* _ASSIGNMENT_
Search the records for the string "longest", and show each line where it appears.

* _Saved entries_
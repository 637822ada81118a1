use std::time::Duration;

/// Travel cost (minutes) standing in for an unknown or unreachable edge.
pub const SENTINEL_COST: f64 = 1e6;

/// Target number of stops per geographic cluster when `k` is not given.
pub(crate) const STOPS_PER_CLUSTER: f64 = 8.0;
pub(crate) const DEFAULT_CLUSTER_SEED: u64 = 42;
pub(crate) const DEFAULT_CLUSTER_RESTARTS: usize = 10;
pub(crate) const DEFAULT_CLUSTER_MAX_ITERATIONS: u64 = 300;
pub(crate) const DEFAULT_CLUSTER_TOLERANCE: f64 = 1e-4;
/// Below this many stops every stop lands in cluster 0.
pub(crate) const MIN_STOPS_FOR_CLUSTERING: usize = 3;

pub(crate) const NEUTRAL_PRIORITY: f64 = 0.5;

pub(crate) const MIN_TOUR_SIZE_FOR_2OPT: usize = 4;
pub(crate) const TWO_OPT_IMPROVEMENT_EPSILON: f64 = 1e-6;
pub(crate) const DEFAULT_MAX_SWEEPS: usize = 200;

pub(crate) const SECONDS_PER_MINUTE: f64 = 60.0;
pub(crate) const DEFAULT_REQUEST_TIMEOUT: Duration = Duration::from_secs(10);
pub(crate) const DEFAULT_MATRIX_ENDPOINT: &str =
    "https://maps.googleapis.com/maps/api/distancematrix/json";
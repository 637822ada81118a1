use serde::Serialize;

use crate::{CostMatrix, constants::SENTINEL_COST};

/// Leg statistics for an open tour, in the matrix's unit (minutes).
#[derive(Clone, Debug, Default, PartialEq, Serialize)]
pub struct RouteMetrics {
    pub legs: usize,
    pub total: f64,
    pub longest: f64,
    pub average: f64,
    /// Legs priced at the sentinel cost, i.e. no usable travel time.
    pub unreachable_legs: usize,
}

impl RouteMetrics {
    pub fn from_tour(tour: &[usize], matrix: &CostMatrix) -> Self {
        let costs: Vec<f64> = tour
            .windows(2)
            .filter_map(|leg| matrix.cost(leg[0], leg[1]))
            .collect();

        if costs.is_empty() {
            log::info!("metrics: legs=0 so there's nothing to report");
            return Self::default();
        }

        let legs = costs.len();
        let total: f64 = costs.iter().sum();
        let average = total / legs as f64;
        let longest = costs.iter().copied().fold(0.0_f64, f64::max);
        let unreachable_legs = costs.iter().filter(|c| **c >= SENTINEL_COST).count();

        log::info!(
            "metrics: legs={legs} total_min={total:.1} longest_min={longest:.1} avg_min={average:.1} unreachable={unreachable_legs}",
        );

        Self {
            legs,
            total,
            longest,
            average,
            unreachable_legs,
        }
    }
}

#[cfg(test)]
mod tests {
    use super::RouteMetrics;
    use crate::{CostMatrix, constants::SENTINEL_COST};

    #[test]
    fn summarizes_each_leg() {
        let matrix = CostMatrix::from_rows(&[
            vec![0.0, 2.0, 9.0, 6.0],
            vec![2.0, 0.0, 3.0, 7.0],
            vec![9.0, 3.0, 0.0, 1.0],
            vec![6.0, 7.0, 1.0, 0.0],
        ])
        .expect("matrix");

        let metrics = RouteMetrics::from_tour(&[0, 1, 2, 3], &matrix);

        assert_eq!(metrics.legs, 3);
        assert_eq!(metrics.total, 6.0);
        assert_eq!(metrics.longest, 3.0);
        assert_eq!(metrics.average, 2.0);
        assert_eq!(metrics.unreachable_legs, 0);
    }

    #[test]
    fn counts_sentinel_legs_as_unreachable() {
        let metrics = RouteMetrics::from_tour(&[0, 2, 1], &CostMatrix::sentinel(3));
        assert_eq!(metrics.legs, 2);
        assert_eq!(metrics.unreachable_legs, 2);
        assert_eq!(metrics.longest, SENTINEL_COST);
    }

    #[test]
    fn single_node_tour_reports_nothing() {
        assert_eq!(
            RouteMetrics::from_tour(&[0], &CostMatrix::zeros(1)),
            RouteMetrics::default()
        );
    }
}
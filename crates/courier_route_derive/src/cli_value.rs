use proc_macro::TokenStream;
use proc_macro2::Span;
use quote::quote;
use syn::{Data, DeriveInput, Fields, LitStr, parse_macro_input, spanned::Spanned};

use crate::utils;

/// Generates `parse`, `as_str`, `VARIANTS`, `Display` and `FromStr` for a
/// unit-only enum. Matching is ASCII case-insensitive.
pub fn derive_cli_value_inner(item: TokenStream) -> TokenStream {
    let input = parse_macro_input!(item as DeriveInput);
    let enum_ident = input.ident.clone();

    let Data::Enum(data_enum) = input.data else {
        return syn::Error::new(input.span(), "CliValue can only be derived for enums")
            .to_compile_error()
            .into();
    };

    let mut option_name = utils::to_kebab_case(&enum_ident.to_string());
    for attr in &input.attrs {
        if !attr.path().is_ident("cli_value") {
            continue;
        }
        let parse_result = attr.parse_nested_meta(|meta| {
            if meta.path.is_ident("option") {
                let lit: LitStr = meta.value()?.parse()?;
                option_name = lit.value();
                return Ok(());
            }
            Err(meta.error("unsupported cli_value attribute; expected option = \"...\""))
        });
        if let Err(err) = parse_result {
            return err.to_compile_error().into();
        }
    }

    let mut parse_arms = Vec::new();
    let mut str_arms = Vec::new();
    let mut canonical_lits = Vec::new();

    for variant in data_enum.variants {
        if !matches!(variant.fields, Fields::Unit) {
            return syn::Error::new(
                variant.span(),
                "CliValue only supports enums with unit variants",
            )
            .to_compile_error()
            .into();
        }

        let variant_ident = variant.ident;
        let mut canonical = utils::to_kebab_case(&variant_ident.to_string());
        let mut aliases: Vec<String> = Vec::new();

        for attr in variant.attrs {
            if !attr.path().is_ident("cli") {
                continue;
            }
            let parse_result = attr.parse_nested_meta(|meta| {
                if meta.path.is_ident("name") {
                    let lit: LitStr = meta.value()?.parse()?;
                    canonical = lit.value();
                    return Ok(());
                }
                if meta.path.is_ident("alias") {
                    let lit: LitStr = meta.value()?.parse()?;
                    aliases.push(lit.value().to_ascii_lowercase());
                    return Ok(());
                }
                Err(meta.error("unsupported cli attribute; expected name/alias"))
            });
            if let Err(err) = parse_result {
                return err.to_compile_error().into();
            }
        }

        let canonical_lit = LitStr::new(&canonical, Span::call_site());
        let mut tokens = vec![LitStr::new(&canonical.to_ascii_lowercase(), Span::call_site())];
        tokens.extend(aliases.iter().map(|v| LitStr::new(v, Span::call_site())));

        parse_arms.push(quote! {
            #(#tokens)|* => Ok(Self::#variant_ident),
        });
        str_arms.push(quote! {
            Self::#variant_ident => #canonical_lit,
        });
        canonical_lits.push(canonical_lit);
    }

    let expected_joined = canonical_lits
        .iter()
        .map(LitStr::value)
        .collect::<Vec<_>>()
        .join("|");
    let expected_lit = LitStr::new(&expected_joined, Span::call_site());
    let option_lit = LitStr::new(&option_name, Span::call_site());

    let expanded = quote! {
        impl #enum_ident {
            /// Canonical spellings, in declaration order.
            pub const VARIANTS: &'static [&'static str] = &[#(#canonical_lits),*];

            pub fn parse(raw: &str) -> crate::Result<Self> {
                match raw.trim().to_ascii_lowercase().as_str() {
                    #(#parse_arms)*
                    _ => Err(crate::Error::invalid_input(format!(
                        "Invalid value for --{}: {} (expected {})",
                        #option_lit,
                        raw,
                        #expected_lit
                    ))),
                }
            }

            pub fn as_str(&self) -> &'static str {
                match self {
                    #(#str_arms)*
                }
            }
        }

        impl std::fmt::Display for #enum_ident {
            fn fmt(&self, f: &mut std::fmt::Formatter<'_>) -> std::fmt::Result {
                f.write_str(self.as_str())
            }
        }

        impl std::str::FromStr for #enum_ident {
            type Err = crate::Error;

            fn from_str(raw: &str) -> crate::Result<Self> {
                Self::parse(raw)
            }
        }
    };

    TokenStream::from(expanded)
}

* _TASK SOLUTION_
    pub longest: f64,
        let longest = costs.iter().copied().fold(0.0_f64, f64::max);
            "metrics: legs={legs} total_min={total:.1} longest_min={longest:.1} avg_min={average:.1} unreachable={unreachable_legs}",
            longest,
        assert_eq!(metrics.longest, 3.0);
        assert_eq!(metrics.longest, SENTINEL_COST);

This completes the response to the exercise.